JUDY WOODRUFF: Finally tonight: a 70-year-old love story told in letters from President Lyndon Johnson to the woman he wanted to marry released today by the LBJ Presidential Library in Austin, Texas.
The more than 90 letters showed the impatience of a man so taken by Claudia Alta “Lady Bird” Taylor that he proposed the day after they met in Sep. 1934.
And just weeks later, he wrote: “I want to always love only you. It is an important decision. It isn’t being made in one night — it probably never will be yours — but your lack of decision hasn’t tempered either my affection, devotion or ability to know what I want,” to which she replied: “Your letter yesterday sort of put me on the spot, didn’t it, dear? All I can say, in absolute honesty, is I love you. I don’t how everlastingly I love you, so I can’t answer you yet.”

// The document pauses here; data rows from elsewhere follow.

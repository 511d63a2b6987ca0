//! Infrastructure layer for Freshflow.
//!
//! Implements the repository traits defined in `freshflow-core` (an in-memory
//! state store) and loads configuration from disk: the engine's
//! `freshflow.toml` and declarative module files in JSON or YAML.

pub mod config;
pub mod module_file;
pub mod state;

In audio recorded in 1978, Lady Bird Johnson described her dilemma at the time.
LADY BIRD JOHNSON, Former First Lady: I was perfectly willing to say let’s be almost sure we will get married in a year, but he would say, no, if you wait that long, if you don’t love me enough to marry me now, you won’t a year from now. And it will do nothing but keep me in a turmoil and make life unbearable for a long time, and then we will slip away somehow or another.
JUDY WOODRUFF: Johnson’s persistence paid off. After a two-and-a-half month courtship, the couple wed in Nov. 1934. They remained married for 39 years, until his death in 1973.
For more on these letters as intimate portraits of a president and first lady, we turn to Lyndon and Lady Bird Johnson’s granddaughter, Catherine Robb, and presidential historian Michael Beschloss.
Welcome to you both.
Catherine Robb, to you first.
You were just a toddler when your grandfather passed away, so you didn’t really know him, as I understand it, but what did you grow up knowing, hearing about the relationship between the two of them, their love story?
CATHERINE ROBB, Granddaughter of Lyndon Johnson and Lady Bird Johnson: Well, you’re right. I was only two-and-a-half when he passed away, and so didn’t really know him.
But I fortunately got to know my grandmother very well and spent a lot of time with her, especially in the last eight or nine years of her life. And so I heard about their relationship from her. And, in fact, she and I went — she and I would go to dinner on Tuesday nights. We had sort of a standing Tuesday night dinner date.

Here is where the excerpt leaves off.